In September, retired Brigadier General Ohn Thwin, mentor to State Administration Council vice-chairman Senior General Soe Win, was assassinated by anti-regime guerilla groups in Yangon. This assassination increases security on high-ranking junta personnel as the highest-ranked Myanmar army member to have been killed so far.

Breakdown of Arakan Ceasefire
Between June and August, the informal ceasefire in late 2020 between the Arakan Army (AA) and the junta broke down. The Arakan Army had consolidated control during this period, avoiding the initial violence of the war and rolled out many public services and local administrators in northern Rakhine state. With the military's attention on the increasing resistance elsewhere and increasing popular support to partner with the NUG, AA began to seek an expansion of its influence into southern Rakhine. Rhetoric from AA leader Twan Mrat Naing in June grew more provocative with military spokepeople stating that AA was inviting conflict.
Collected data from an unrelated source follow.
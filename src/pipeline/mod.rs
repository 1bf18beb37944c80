pub mod adjust;
pub mod assign;
pub mod config;
pub mod contrast;
pub mod extract;
pub mod sample;
pub mod session;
Armed clashes resumed in July after the junta launched an airstrike against an AA base in Kayin State, killing 6 AA soldiers. AA retaliated in Maungdaw Township and western Chin State in late July and early August. By late August, travel to northern Rakhine required notifying series of checkpoints and all public transport ships ceased operating due to river and land blockades.
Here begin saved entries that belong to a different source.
use std::sync::atomic::{AtomicU64, Ordering};
use std::sync::Arc;

use crate::error::ExtractError;
use crate::pipeline::config::ExtractionConfig;
use crate::pipeline::extract::{extract_colors, ExtractedColor};
use crate::pipeline::sample::{load_image, sample_pixels, ImageSource};

/// Handle for one extraction request. A newer [`PaletteSession::begin`]
/// makes every older ticket stale.
#[derive(Debug, Clone)]
pub struct Ticket {
    generation: u64,
    latest: Arc<AtomicU64>,
}

impl Ticket {
    pub fn is_current(&self) -> bool {
        self.latest.load(Ordering::Acquire) == self.generation
    }

    fn ensure_current(&self) -> Result<(), ExtractError> {
        if self.is_current() {
            Ok(())
        } else {
            tracing::debug!(generation = self.generation, "Dropping superseded extraction");
            Err(ExtractError::Cancelled)
        }
    }
}

#[derive(Debug)]
pub enum Completion {
    /// The result became the session's palette.
    Applied,
    /// A newer request was started; the result was discarded.
    Stale,
    /// Extraction failed; the previous palette is kept.
    Failed(ExtractError),
}

/// Holds the most recent successful palette and arbitrates overlapping
/// extraction requests (last request wins).
#[derive(Debug, Default)]
pub struct PaletteSession {
    latest: Arc<AtomicU64>,
    palette: Option<Vec<ExtractedColor>>,
}

impl PaletteSession {
    pub fn new() -> Self {
        Self::default()
    }

    /// Start a request, superseding any in flight.
    pub fn begin(&self) -> Ticket {
        let generation = self.latest.fetch_add(1, Ordering::AcqRel) + 1;
        Ticket {
            generation,
            latest: Arc::clone(&self.latest),
        }
    }

    pub fn palette(&self) -> Option<&[ExtractedColor]> {
        self.palette.as_deref()
    }

    /// Record the outcome of the request behind `ticket`.
    pub fn complete(
        &mut self,
        ticket: &Ticket,
        result: Result<Vec<ExtractedColor>, ExtractError>,
    ) -> Completion {
        if !ticket.is_current() {
            return Completion::Stale;
        }
        match result {
            Ok(colors) => {
                self.palette = Some(colors);
                Completion::Applied
            }
            Err(ExtractError::Cancelled) => Completion::Stale,
            Err(err) => {
                tracing::warn!(error = %err, "Extraction failed, keeping previous palette");
                Completion::Failed(err)
            }
        }
    }
}

/// Run a full extraction for `ticket`, bailing out between stages once the
/// ticket has been superseded.
pub fn run(
    ticket: &Ticket,
    source: &ImageSource,
    config: &ExtractionConfig,
) -> Result<Vec<ExtractedColor>, ExtractError> {
    ticket.ensure_current()?;
    let img = load_image(source, config)?;
    ticket.ensure_current()?;
    let buffer = sample_pixels(&img, config.max_dimension);
    ticket.ensure_current()?;
    Ok(extract_colors(&buffer.data, config))
}

#[cfg(test)]
mod tests {
    use super::*;
    use crate::color::Color;
    use crate::error::ImageLoadError;

    fn red_palette() -> Vec<ExtractedColor> {
        vec![ExtractedColor::new(Color::new(255, 0, 0), 100.0)]
    }

    fn png_source() -> ImageSource {
        let img = image::RgbaImage::from_pixel(8, 8, image::Rgba([0, 0, 255, 255]));
        let mut buf = Vec::new();
        image::DynamicImage::ImageRgba8(img)
            .write_to(&mut std::io::Cursor::new(&mut buf), image::ImageFormat::Png)
            .unwrap();
        ImageSource::Bytes(buf)
    }

    #[test]
    fn newer_ticket_supersedes_older() {
        let session = PaletteSession::new();
        let first = session.begin();
        assert!(first.is_current());
        let second = session.begin();
        assert!(!first.is_current());
        assert!(second.is_current());
    }

    #[test]
    fn stale_result_is_discarded() {
        let mut session = PaletteSession::new();
        let first = session.begin();
        let second = session.begin();

        assert!(matches!(
            session.complete(&first, Ok(red_palette())),
            Completion::Stale
        ));
        assert!(session.palette().is_none());

        assert!(matches!(
            session.complete(&second, Ok(red_palette())),
            Completion::Applied
        ));
        assert_eq!(session.palette().unwrap()[0].hex, "#FF0000");
    }

    #[test]
    fn failure_keeps_previous_palette() {
        let mut session = PaletteSession::new();
        let ticket = session.begin();
        session.complete(&ticket, Ok(red_palette()));

        let ticket = session.begin();
        let err = ExtractError::Load(ImageLoadError::DataUrl("bad".into()));
        assert!(matches!(
            session.complete(&ticket, Err(err)),
            Completion::Failed(_)
        ));
        assert_eq!(session.palette().unwrap(), red_palette().as_slice());
    }

    #[test]
    fn run_extracts_for_current_ticket() {
        let session = PaletteSession::new();
        let ticket = session.begin();
        let colors = run(&ticket, &png_source(), &ExtractionConfig::full()).unwrap();
        assert_eq!(colors.len(), 1);
        assert_eq!(colors[0].hex, "#0000FF");
    }

    #[test]
    fn run_refuses_superseded_ticket() {
        let session = PaletteSession::new();
        let stale = session.begin();
        let _newer = session.begin();
        let err = run(&stale, &png_source(), &ExtractionConfig::full()).unwrap_err();
        assert!(matches!(err, ExtractError::Cancelled));
    }

    #[test]
    fn empty_palette_is_applied() {
        let mut session = PaletteSession::new();
        let ticket = session.begin();
        assert!(matches!(
            session.complete(&ticket, Ok(Vec::new())),
            Completion::Applied
        ));
        assert_eq!(session.palette(), Some(&[][..]));
    }
}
Political sentences and international attention 
NUG's Defence Minister Yee Mon asked for international help to arm resistance groups similar to the support given to Ukraine.

On 23 July 2022, the State Administration Council announced that it had executed four political prisoners, including Zayar Thaw and Kyaw Min Yu, marking the first time the death penalty had been carried out in Myanmar since the late 1980s. The event was widely seen as a provocative escalation by the Burmese military in the ongoing conflict. The international community, including United Nations Secretary-General, the G7 nations, Canada, France, Germany, Italy, Japan, the United Kingdom, the United States of America and the European Union strongly condemned the executions.

The military junta court sentenced former state counsellor Aung San Suu Kyi to six years in prison for corruption in July. On 2 September, Aung San Suu Kyi was sentenced to three years in prison after being found guilty of election fraud. She will now serve an overall sentence of 20 years in prison for different charges.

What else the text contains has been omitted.